Ecco perché si tratta di avviare un programma pluriennale di lotta alla povertà e per il lavoro, monitorando l'attuale spesa che, in gran parte, non sortisce gli effetti sperati.

Altro aspetto utile per capire qual è l'entità della povertà in Sardegna riguarda il tasso di disoccupazione.

Infatti, un tasso di disoccupazione, come media annuale 2009, al 13,3%, un incremento al 14,1% nel 2010, attestano la crisi profonda del lavoro in Sardegna, che riflette una situazione drammatica in tutti i comparti produttivi, dall'agricoltura all'industria.

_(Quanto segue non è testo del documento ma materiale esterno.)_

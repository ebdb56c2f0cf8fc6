// qualgate-core/src/domain/quality/gate.rs

use serde::Serialize;
use std::fmt;

use crate::domain::environment::{BreachSeverity, EnvironmentProfile};
use crate::domain::error::DomainError;
use crate::domain::quality::aggregator::QualityMetrics;

/// Gate decision severity.
#[derive(Debug, Clone, Copy, PartialEq, Eq, Serialize)]
#[serde(rename_all = "UPPERCASE")]
pub enum GateSeverity {
    None,
    Warn,
    Fatal,
}

impl fmt::Display for GateSeverity {
    fn fmt(&self, f: &mut fmt::Formatter<'_>) -> fmt::Result {
        match self {
            Self::None => write!(f, "NONE"),
            Self::Warn => write!(f, "WARN"),
            Self::Fatal => write!(f, "FATAL"),
        }
    }
}

#[derive(Debug, Clone, PartialEq)]
pub struct GateConfig {
    pub max_invalid_pct: f64,
    pub breach_severity: BreachSeverity,
}

impl GateConfig {
    pub fn new(profile: &EnvironmentProfile) -> Self {
        Self {
            max_invalid_pct: profile.max_invalid_pct,
            breach_severity: profile.breach_severity,
        }
    }
}

#[derive(Debug, Clone, PartialEq, Serialize)]
pub struct GateOutcome {
    pub passed: bool,
    pub actual_pct: f64,
    pub threshold_pct: f64,
    pub severity: GateSeverity,
}

impl GateOutcome {
    /// Error carrying the human-readable gate failure message.
    pub fn to_error(&self) -> DomainError {
        DomainError::QualityGateFailed {
            actual_pct: self.actual_pct,
            threshold_pct: self.threshold_pct,
        }
    }

    pub fn failure_message(&self) -> String {
        self.to_error().to_string()
    }
}

/// Classifies metrics against a threshold. Never aborts, never logs.
pub struct QualityGate;

impl QualityGate {
    pub fn evaluate(metrics: &QualityMetrics, config: &GateConfig) -> GateOutcome {
        let actual_pct = metrics.invalid_percentage;
        // The threshold itself is a pass.
        let passed = actual_pct <= config.max_invalid_pct;

        let severity = match (passed, config.breach_severity) {
            (true, _) => GateSeverity::None,
            (false, BreachSeverity::Fatal) => GateSeverity::Fatal,
            (false, BreachSeverity::Warn) => GateSeverity::Warn,
        };

        GateOutcome {
            passed,
            actual_pct,
            threshold_pct: config.max_invalid_pct,
            severity,
        }
    }
}

#[cfg(test)]
mod tests {
    use super::*;
    use crate::domain::environment::Environment;

    fn metrics(valid: usize, invalid: usize) -> QualityMetrics {
        QualityMetrics::new(Environment::Development, valid, invalid)
    }

    fn config(environment: Environment) -> GateConfig {
        GateConfig::new(&environment.default_profile())
    }

    #[test]
    fn test_below_threshold_passes() {
        let outcome = QualityGate::evaluate(&metrics(9, 1), &config(Environment::Production));
        assert!(outcome.passed);
        assert_eq!(outcome.severity, GateSeverity::None);
        assert_eq!(outcome.actual_pct, 10.0);
        assert_eq!(outcome.threshold_pct, 20.0);
    }

    #[test]
    fn test_threshold_is_inclusive() {
        // 8 valid / 2 invalid = exactly 20%
        let outcome = QualityGate::evaluate(&metrics(8, 2), &config(Environment::Production));
        assert!(outcome.passed);
        assert_eq!(outcome.severity, GateSeverity::None);

        let outcome = QualityGate::evaluate(&metrics(5, 5), &config(Environment::Development));
        assert!(outcome.passed);
    }

    #[test]
    fn test_breach_in_production_is_fatal() {
        let outcome = QualityGate::evaluate(&metrics(4, 6), &config(Environment::Production));
        assert!(!outcome.passed);
        assert_eq!(outcome.severity, GateSeverity::Fatal);
        assert_eq!(
            outcome.failure_message(),
            "Data quality gate failed: 60.00% invalid rows (threshold 20.0%)"
        );
    }

    #[test]
    fn test_breach_in_development_warns() {
        let outcome = QualityGate::evaluate(&metrics(4, 6), &config(Environment::Development));
        assert!(!outcome.passed);
        assert_eq!(outcome.severity, GateSeverity::Warn);
    }

    #[test]
    fn test_severity_follows_config_not_environment_name() {
        let lenient = GateConfig {
            max_invalid_pct: 0.0,
            breach_severity: BreachSeverity::Warn,
        };
        let outcome = QualityGate::evaluate(&metrics(1, 1), &lenient);
        assert_eq!(outcome.severity, GateSeverity::Warn);
    }

    #[test]
    fn test_empty_metrics_always_pass() {
        let strict = GateConfig {
            max_invalid_pct: 0.0,
            breach_severity: BreachSeverity::Fatal,
        };
        let outcome = QualityGate::evaluate(&metrics(0, 0), &strict);
        assert!(outcome.passed);
    }
}
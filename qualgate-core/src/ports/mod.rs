// qualgate-core/src/ports/mod.rs

pub mod reporter;

pub use reporter::Reporter;
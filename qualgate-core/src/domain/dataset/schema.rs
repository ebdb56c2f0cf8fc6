// qualgate-core/src/domain/dataset/schema.rs

use crate::domain::error::DomainError;

/// Columns every customer dataset must expose, in canonical order.
pub const REQUIRED_COLUMNS: [&str; 5] = ["customer_id", "name", "age", "email", "country"];

/// Checks the header against the required-column contract.
/// Extra columns are accepted; any missing one rejects the whole dataset.
pub fn check_required_columns<S: AsRef<str>>(header: &[S]) -> Result<(), DomainError> {
    let missing: Vec<String> = REQUIRED_COLUMNS
        .iter()
        .filter(|required| !header.iter().any(|h| h.as_ref() == **required))
        .map(|required| required.to_string())
        .collect();

    if missing.is_empty() {
        Ok(())
    } else {
        Err(DomainError::SchemaError { missing })
    }
}
// qualgate-core/src/infrastructure/error.rs

use miette::Diagnostic;
use std::path::PathBuf;
use thiserror::Error;

#[derive(Error, Debug, Diagnostic)]
pub enum InfrastructureError {
    // --- FILESYSTEM (IO) ---
    #[error("File not found: {}", .0.display())]
    #[diagnostic(
        code(qualgate::infra::not_found),
        help("Check --data-path, QUALGATE_DATA_PATH or data_path in qualgate.yaml.")
    )]
    NotFound(PathBuf),

    #[error("File System Error: {0}")]
    #[diagnostic(
        code(qualgate::infra::io),
        help("Check file permissions or path validity.")
    )]
    Io(#[from] std::io::Error),

    // --- DATA FORMATS ---
    #[error("CSV Parsing Error: {0}")]
    #[diagnostic(
        code(qualgate::infra::csv),
        help("Every row must have as many fields as the header and be valid UTF-8.")
    )]
    Csv(#[from] csv::Error),

    #[error("JSON Error: {0}")]
    #[diagnostic(code(qualgate::infra::json))]
    Json(#[from] serde_json::Error),

    // --- CONFIG / YAML ---
    #[error("YAML Parsing Error: {0}")]
    #[diagnostic(
        code(qualgate::infra::yaml),
        help("Check your YAML syntax (indentation, types, unknown keys).")
    )]
    YamlError(#[from] serde_yaml::Error),

    #[error("Configuration Error: {0}")]
    #[diagnostic(code(qualgate::infra::config))]
    ConfigError(String),

    #[error("Invalid configuration values: {0}")]
    #[diagnostic(code(qualgate::infra::config_validation))]
    Validation(#[from] validator::ValidationErrors),

    #[error("No metrics artifact at '{}'", .0.display())]
    #[diagnostic(
        code(qualgate::infra::metrics_missing),
        help("Have you run 'qualgate run' for this environment?")
    )]
    MetricsNotFound(PathBuf),
}
// qualgate-core/src/infrastructure/mod.rs

pub mod config;
pub mod error;
pub mod fs;
pub mod loader;
pub mod logging;
pub mod sink;

pub use error::InfrastructureError;
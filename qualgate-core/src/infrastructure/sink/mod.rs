// qualgate-core/src/infrastructure/sink/mod.rs

pub mod json;

pub use json::{JsonMetricsSink, metrics_artifact_path, read_metrics};
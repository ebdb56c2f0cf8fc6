// qualgate/src/cli.rs
//
// Single source of truth for all CLI definitions (Clap structs).

use clap::{Args, Parser, Subcommand};
use std::path::PathBuf;

use qualgate_core::domain::Environment;
use qualgate_core::infrastructure::config::SettingsOverrides;

#[derive(Parser)]
#[command(name = "qualgate")]
#[command(about = "Data quality gate for tabular customer datasets", long_about = None)]
#[command(version)]
pub struct Cli {
    #[command(subcommand)]
    pub command: Commands,
}

/// Options shared by every command that resolves a configuration.
#[derive(Args, Debug, Clone)]
pub struct ConfigArgs {
    /// Project directory (holds qualgate.yaml, relative paths start here)
    #[arg(long, default_value = ".")]
    pub project_dir: PathBuf,

    /// Environment profile: dev | prod
    #[arg(long, short)]
    pub env: Option<Environment>,

    /// Directory receiving the metrics artifact
    #[arg(long)]
    pub metrics_dir: Option<PathBuf>,
}

impl ConfigArgs {
    pub fn overrides(&self) -> SettingsOverrides {
        SettingsOverrides {
            environment: self.env,
            metrics_dir: self.metrics_dir.clone(),
            ..Default::default()
        }
    }
}

#[derive(Subcommand)]
pub enum Commands {
    /// 🚦 Validates the dataset, writes quality metrics and enforces the gate
    Run {
        #[command(flatten)]
        config: ConfigArgs,

        /// CSV file to validate (default: data/customer.csv)
        #[arg(long)]
        data_path: Option<PathBuf>,

        /// Maximum share of invalid rows, in percent
        #[arg(long)]
        max_invalid_pct: Option<f64>,

        /// Log every invalid row with its reasons
        #[arg(long, conflicts_with = "hide_invalid_rows")]
        show_invalid_rows: bool,

        /// Never log invalid rows
        #[arg(long)]
        hide_invalid_rows: bool,

        /// Debug logging
        #[arg(long, short)]
        verbose: bool,
    },

    /// 📋 Shows the resolved environment profiles
    Profiles {
        /// Project directory
        #[arg(long, default_value = ".")]
        project_dir: PathBuf,
    },

    /// 📊 Prints the last metrics artifact of an environment
    Report {
        #[command(flatten)]
        config: ConfigArgs,
    },
}
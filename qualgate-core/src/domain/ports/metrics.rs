use crate::domain::quality::QualityMetrics;
use crate::error::QualgateError;

/// Destination of the per-run metrics artifact. Written once per run.
pub trait MetricsSink: Send + Sync {
    fn publish(&self, metrics: &QualityMetrics) -> Result<(), QualgateError>;
}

La stessa disoccupazione giovanile, che non è attenuata significativamente neppure dal fenomeno dello scoraggiamento, viaggia sempre a livelli inaccettabili, il 38,8% nella fascia di età dai 15 ai 24 anni, il 12% nella fascia di età dai 25 anni e oltre. Si riduce il peso dei giovani disoccupati fino ai 24 anni solo per il costante calo demografico e per la dispersione fuori mercato e dall'assenza di rilevazione di questa fascia; aumenta invece il tasso di disoccupazione nella fascia 25 anni e oltre.

La Sardegna, dunque, affonda in una crisi economica e sociale senza precedenti, che necessita di nuove strategie e di un patto ampiamente condiviso, ma anche di segnali forti da parte della politica, sia per ridurne i costi sia per garantire un immediato confronto con tutte le parti sociali.

Serve anche una straordinaria seduta del Consiglio regionale per affrontare unitariamente un programma pluriennale di contrasto della crisi.

Sono queste le richieste che il sindacato sollecita in primo luogo alla Giunta regionale e alla sua maggioranza, e all'opposizione perché il malessere che pervade la Sardegna possa essere affrontato con strategie adeguate e tempestive e accelerando la spesa della Regione, ma anche avviando finalmente un confronto con lo Stato e l'Unione euro-pea.

Ecco perché la Sardegna necessita di una grande mobilitazione di tutte le energie sociali, civili ed economiche a tutela degli interessi generali e del bene comune. E' in questa direzione che è indispensabile muoversi per ridurre l'impatto della crisi economica, per rilanciare la crescita e il lavoro e per fermare i processi disgregatori che si avvalgono di scelte corporative e spesso qualunquistiche.

È indispensabile che tutte queste forze si riconoscano in un progetto partecipato e solidale per rafforzare la coesione sociale. Sul piano programmatico e degli obiettivi è necessario avviare le riforme istituzionali e sociali in grado di assicurare alla Sardegna una nuova stagione di progresso ed espansione di diritti di cittadinanza.

Si tratta di rinegoziare con lo Stato il patto costituzionale e di costruire sul lavoro le strategie necessarie a liberare e sviluppare le potenzialità e le speranze dei sardi. Nell'attuale situazione di drammatica crisi, la mobilitazione delle persone e delle coscienze è fondamentale per contrastare gli effetti devastanti di chi si arrende all'ineluttabilità delle difficoltà, di chi ripiega nelle lotte di corporazione, di quanti rifluiscono nell'anti politica, o di chi pensa che sia possibile fuoriuscire dalla recessione con politiche ordinarie. La marcia contro la povertà e per i diritti dei popoli del 4 settembre, lo sciopero generale annunciato da CGIL CISL UIL per l'autunno intendono, entrambi, mobilitare l'Isola per dare una speranza alle nuove generazioni e per assegnare maggiore forza alle ragioni di un nuovo patto costituzionale tra lo Stato e la Regione.

È questa la sfida per una Sardegna civile e del lavoro, che necessita però di istituzioni sarde più forti ed efficaci.